CFD Online Discussion Forums

CFD Online Discussion Forums (https://www.cfd-online.com/Forums/)
-   OpenFOAM Community Contributions (https://www.cfd-online.com/Forums/openfoam-community-contributions/)
-   -   [cfMesh] cfmesh in parallel (MPI) (https://www.cfd-online.com/Forums/openfoam-community-contributions/172295-cfmesh-parallel-mpi.html)

Q.E.D. May 27, 2016 14:43

cfmesh in parallel (MPI)
 
Hello everyone!

I'm currently trying to run cfmesh (v1.1.1, cartesianMesh) in parallel. (MPI) But there occurs an error which I didn't manage to resolve so far. Maybe someone can help me?

The error I get is the following:

[node033:18375] *** An error occurred in MPI_Bsend
[node033:18375] *** reported by process [46912131891201,11]
[node033:18375] *** on communicator MPI_COMM_WORLD
[node033:18375] *** MPI_ERR_BUFFER: invalid buffer pointer
[node033:18375] *** MPI_ERRORS_ARE_FATAL (processes in this communicator will now abort,
[node033:18375] *** and potentially your MPI job)

A similiar error has already been reported. (see: https://sourceforge.net/p/cfmesh/tickets/2/) But I cannot find the solution.

Thank you in advance for your support.
Arthur

franjo_j June 26, 2016 11:39

Quote:

Originally Posted by Q.E.D. (Post 602162)
Hello everyone!

I'm currently trying to run cfmesh (v1.1.1, cartesianMesh) in parallel. (MPI) But there occurs an error which I didn't manage to resolve so far. Maybe someone can help me?

The error I get is the following:

[node033:18375] *** An error occurred in MPI_Bsend
[node033:18375] *** reported by process [46912131891201,11]
[node033:18375] *** on communicator MPI_COMM_WORLD
[node033:18375] *** MPI_ERR_BUFFER: invalid buffer pointer
[node033:18375] *** MPI_ERRORS_ARE_FATAL (processes in this communicator will now abort,
[node033:18375] *** and potentially your MPI job)

A similiar error has already been reported. (see: https://sourceforge.net/p/cfmesh/tickets/2/) But I cannot find the solution.

Thank you in advance for your support.
Arthur

Hi,

cfMesh run in parallel all the time. I guess that you are referring to MPI parallelisation.

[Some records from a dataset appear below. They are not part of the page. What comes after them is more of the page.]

//! # Length Bounds — Sized-Value Constraints
//!
//! `MinLength` and `MaxLength` bound the element count of a candidate, and
//! `LengthBounds` is their composite. Element counts come from the
//! [`Measured`] trait: strings measure Unicode scalar values (not bytes),
//! collections measure elements.
//!
//! ## Design
//!
//! Bounds are `usize`, so a negative length bound is unrepresentable and
//! construction never fails. An absent maximum means unbounded, never a
//! zero sentinel. Both bounds are inclusive.

use serde::{Deserialize, Serialize};
use std::collections::{BTreeMap, BTreeSet, HashMap, HashSet, VecDeque};

use crate::constraint::{CompositeConstraint, Constraint};

// ─── Measurement capability ─────────────────────────────────────────

/// Element count for length constraints.
///
/// String types count Unicode scalar values so that a multi-byte character
/// contributes one to the length; collection types count elements.
pub trait Measured {
    /// Returns the element count of the value.
    fn measure(&self) -> usize;
}

impl Measured for str {
    fn measure(&self) -> usize {
        self.chars().count()
    }
}

impl Measured for String {
    fn measure(&self) -> usize {
        self.as_str().measure()
    }
}

impl<T> Measured for [T] {
    fn measure(&self) -> usize {
        self.len()
    }
}

impl<T> Measured for Vec<T> {
    fn measure(&self) -> usize {
        self.len()
    }
}

impl<T> Measured for VecDeque<T> {
    fn measure(&self) -> usize {
        self.len()
    }
}

impl<K, V, S> Measured for HashMap<K, V, S> {
    fn measure(&self) -> usize {
        self.len()
    }
}

impl<T, S> Measured for HashSet<T, S> {
    fn measure(&self) -> usize {
        self.len()
    }
}

impl<K, V> Measured for BTreeMap<K, V> {
    fn measure(&self) -> usize {
        self.len()
    }
}

impl<T> Measured for BTreeSet<T> {
    fn measure(&self) -> usize {
        self.len()
    }
}

// ─── Atomic length bounds ───────────────────────────────────────────

/// Inclusive minimum length: `length(candidate) >= min`.
///
/// # Examples
///
/// ```
/// use stricture_core::MinLength;
///
/// let min = MinLength::new(2);
/// assert!(min.satisfies("ab"));
/// assert!(!min.satisfies("a"));
/// ```
#[derive(Debug, Clone, Copy, PartialEq, Eq, Hash, Serialize, Deserialize)]
pub struct MinLength {
    min: usize,
}

impl MinLength {
    /// Wraps a minimum element count.
    pub fn new(min: usize) -> Self {
        Self { min }
    }

    /// The minimum element count.
    pub fn min(&self) -> usize {
        self.min
    }

    /// Returns `true` when the candidate measures at least `min` elements.
    pub fn satisfies<V: Measured + ?Sized>(&self, candidate: &V) -> bool {
        candidate.measure() >= self.min
    }
}

impl std::fmt::Display for MinLength {
    fn fmt(&self, f: &mut std::fmt::Formatter<'_>) -> std::fmt::Result {
        write!(f, "length >= {}", self.min)
    }
}

/// Inclusive maximum length: `length(candidate) <= max`.
#[derive(Debug, Clone, Copy, PartialEq, Eq, Hash, Serialize, Deserialize)]
pub struct MaxLength {
    max: usize,
}

impl MaxLength {
    /// Wraps a maximum element count.
    pub fn new(max: usize) -> Self {
        Self { max }
    }

    /// The maximum element count.
    pub fn max(&self) -> usize {
        self.max
    }

    /// Returns `true` when the candidate measures at most `max` elements.
    pub fn satisfies<V: Measured + ?Sized>(&self, candidate: &V) -> bool {
        candidate.measure() <= self.max
    }
}

impl std::fmt::Display for MaxLength {
    fn fmt(&self, f: &mut std::fmt::Formatter<'_>) -> std::fmt::Result {
        write!(f, "length <= {}", self.max)
    }
}

// ─── LengthBounds composite ─────────────────────────────────────────

/// Composite length constraint: minimum length (default 0) and optional
/// maximum length (default unbounded).
///
/// Expands to [`MinLength`] when the minimum is greater than zero, then
/// [`MaxLength`] when a maximum is set, in that order. A default
/// `LengthBounds` therefore expands to the empty sequence.
///
/// # Examples
///
/// ```
/// use stricture_core::LengthBounds;
///
/// let short = LengthBounds::new(1, Some(3));
/// assert!(short.satisfies("ab"));
/// assert!(!short.satisfies(""));
/// assert!(!short.satisfies("abcd"));
/// ```
#[derive(Debug, Clone, Copy, PartialEq, Eq, Hash, Default, Serialize, Deserialize)]
pub struct LengthBounds {
    #[serde(default)]
    min_length: usize,
    #[serde(default, skip_serializing_if = "Option::is_none")]
    max_length: Option<usize>,
}

impl LengthBounds {
    /// Builds length bounds from an inclusive minimum and an optional
    /// inclusive maximum. `None` means unbounded above.
    pub fn new(min_length: usize, max_length: Option<usize>) -> Self {
        Self {
            min_length,
            max_length,
        }
    }

    /// The inclusive minimum element count.
    pub fn min_length(&self) -> usize {
        self.min_length
    }

    /// The inclusive maximum element count, if bounded.
    pub fn max_length(&self) -> Option<usize> {
        self.max_length
    }

    /// Returns `true` when the candidate's measure falls within the bounds.
    pub fn satisfies<V: Measured + ?Sized>(&self, candidate: &V) -> bool {
        let measured = candidate.measure();
        measured >= self.min_length && self.max_length.map_or(true, |max| measured <= max)
    }
}

impl<T> CompositeConstraint<T> for LengthBounds {
    /// Expands to `MinLength` (when the minimum is nonzero) then
    /// `MaxLength` (when a maximum is set).
    fn expand(&self) -> Vec<Constraint<T>> {
        let mut atoms = Vec::new();
        if self.min_length > 0 {
            atoms.push(Constraint::MinLength(MinLength::new(self.min_length)));
        }
        if let Some(max) = self.max_length {
            atoms.push(Constraint::MaxLength(MaxLength::new(max)));
        }
        atoms
    }
}

impl std::fmt::Display for LengthBounds {
    fn fmt(&self, f: &mut std::fmt::Formatter<'_>) -> std::fmt::Result {
        match self.max_length {
            Some(max) => write!(f, "length {}..={max}", self.min_length),
            None => write!(f, "length {}..", self.min_length),
        }
    }
}

#[cfg(test)]
mod tests {
    use super::*;
    use crate::kind::ConstraintKind;

    // ---- measurement ----

    #[test]
    fn test_strings_measure_chars_not_bytes() {
        assert_eq!("abc".measure(), 3);
        assert_eq!("héllo".measure(), 5);
        assert_eq!("héllo".len(), 6); // the byte count differs
        assert_eq!(String::from("日本語").measure(), 3);
        assert_eq!("".measure(), 0);
    }

    #[test]
    fn test_collections_measure_elements() {
        assert_eq!(vec![1, 2, 3].measure(), 3);
        assert_eq!([0_u8, 0, 0, 0].as_slice().measure(), 4);
        let set: BTreeSet<i32> = [1, 2].into_iter().collect();
        assert_eq!(set.measure(), 2);
        let map: HashMap<&str, i32> = [("a", 1)].into_iter().collect();
        assert_eq!(map.measure(), 1);
    }

    // ---- atomic bounds ----

    #[test]
    fn test_min_length_inclusive() {
        let min = MinLength::new(3);
        assert!(min.satisfies("abc"));
        assert!(min.satisfies("abcd"));
        assert!(!min.satisfies("ab"));
    }

    #[test]
    fn test_max_length_inclusive() {
        let max = MaxLength::new(3);
        assert!(max.satisfies("abc"));
        assert!(max.satisfies(""));
        assert!(!max.satisfies("abcd"));
    }

    #[test]
    fn test_zero_min_accepts_empty() {
        assert!(MinLength::new(0).satisfies(""));
        assert!(MinLength::new(0).satisfies::<Vec<i32>>(&vec![]));
    }

    #[test]
    fn test_bounds_over_collections() {
        let min = MinLength::new(2);
        assert!(min.satisfies(&vec![1, 2]));
        assert!(!min.satisfies(&vec![1]));
    }

    #[test]
    fn test_display_forms() {
        assert_eq!(MinLength::new(1).to_string(), "length >= 1");
        assert_eq!(MaxLength::new(3).to_string(), "length <= 3");
    }

    // ---- length bounds composite ----

    #[test]
    fn test_length_bounds_window() {
        let bounds = LengthBounds::new(1, Some(3));
        assert!(bounds.satisfies("ab"));
        assert!(bounds.satisfies("a"));
        assert!(bounds.satisfies("abc"));
        assert!(!bounds.satisfies(""));
        assert!(!bounds.satisfies("abcd"));
    }

    #[test]
    fn test_length_bounds_unbounded_above() {
        let bounds = LengthBounds::new(2, None);
        assert!(bounds.satisfies("ab"));
        assert!(bounds.satisfies(&"a".repeat(10_000)));
        assert!(!bounds.satisfies("a"));
    }

    #[test]
    fn test_default_is_unconstrained() {
        let bounds = LengthBounds::default();
        assert_eq!(bounds.min_length(), 0);
        assert_eq!(bounds.max_length(), None);
        assert!(bounds.satisfies(""));
        let expanded: Vec<Constraint<String>> = bounds.expand();
        assert!(expanded.is_empty());
    }

    #[test]
    fn test_expansion_order_min_then_max() {
        let bounds = LengthBounds::new(1, Some(3));
        let expanded: Vec<Constraint<String>> = bounds.expand();
        assert_eq!(
            expanded,
            vec![
                Constraint::MinLength(MinLength::new(1)),
                Constraint::MaxLength(MaxLength::new(3)),
            ]
        );
    }

    #[test]
    fn test_zero_min_is_omitted_from_expansion() {
        let bounds = LengthBounds::new(0, Some(5));
        let kinds: Vec<ConstraintKind> = CompositeConstraint::<String>::expand(&bounds)
            .iter()
            .map(|c| c.kind())
            .collect();
        assert_eq!(kinds, vec![ConstraintKind::MaxLength]);
    }

    #[test]
    fn test_expansion_is_restartable() {
        let bounds = LengthBounds::new(2, Some(8));
        let first: Vec<Constraint<String>> = bounds.expand();
        let second: Vec<Constraint<String>> = bounds.expand();
        assert_eq!(first, second);
    }

    #[test]
    fn test_display_forms_composite() {
        assert_eq!(LengthBounds::new(1, Some(3)).to_string(), "length 1..=3");
        assert_eq!(LengthBounds::new(2, None).to_string(), "length 2..");
    }

    #[test]
    fn test_serde_roundtrip() {
        let bounds = LengthBounds::new(1, Some(3));
        let json = serde_json::to_string(&bounds).unwrap();
        assert_eq!(json, r#"{"min_length":1,"max_length":3}"#);
        let back: LengthBounds = serde_json::from_str(&json).unwrap();
        assert_eq!(back, bounds);

        let unbounded = LengthBounds::new(2, None);
        assert_eq!(serde_json::to_string(&unbounded).unwrap(), r#"{"min_length":2}"#);
    }
}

It is not possible to understand much from what you posted here. Please provide a log file and an example that reproduces the problem (http://sscce.org/).

Regards,

Franjo

tom.opt January 27, 2020 06:26

Hi,
I'm having a similar issue.
I am using OpenFOAM v1912 and trying to generate an aircraft mesh.
I'm working on a cluster so i need to run it in parallel using mpi.
When I add a small number of refinement levels it works, however when I increase the refinement levels mpi crashes..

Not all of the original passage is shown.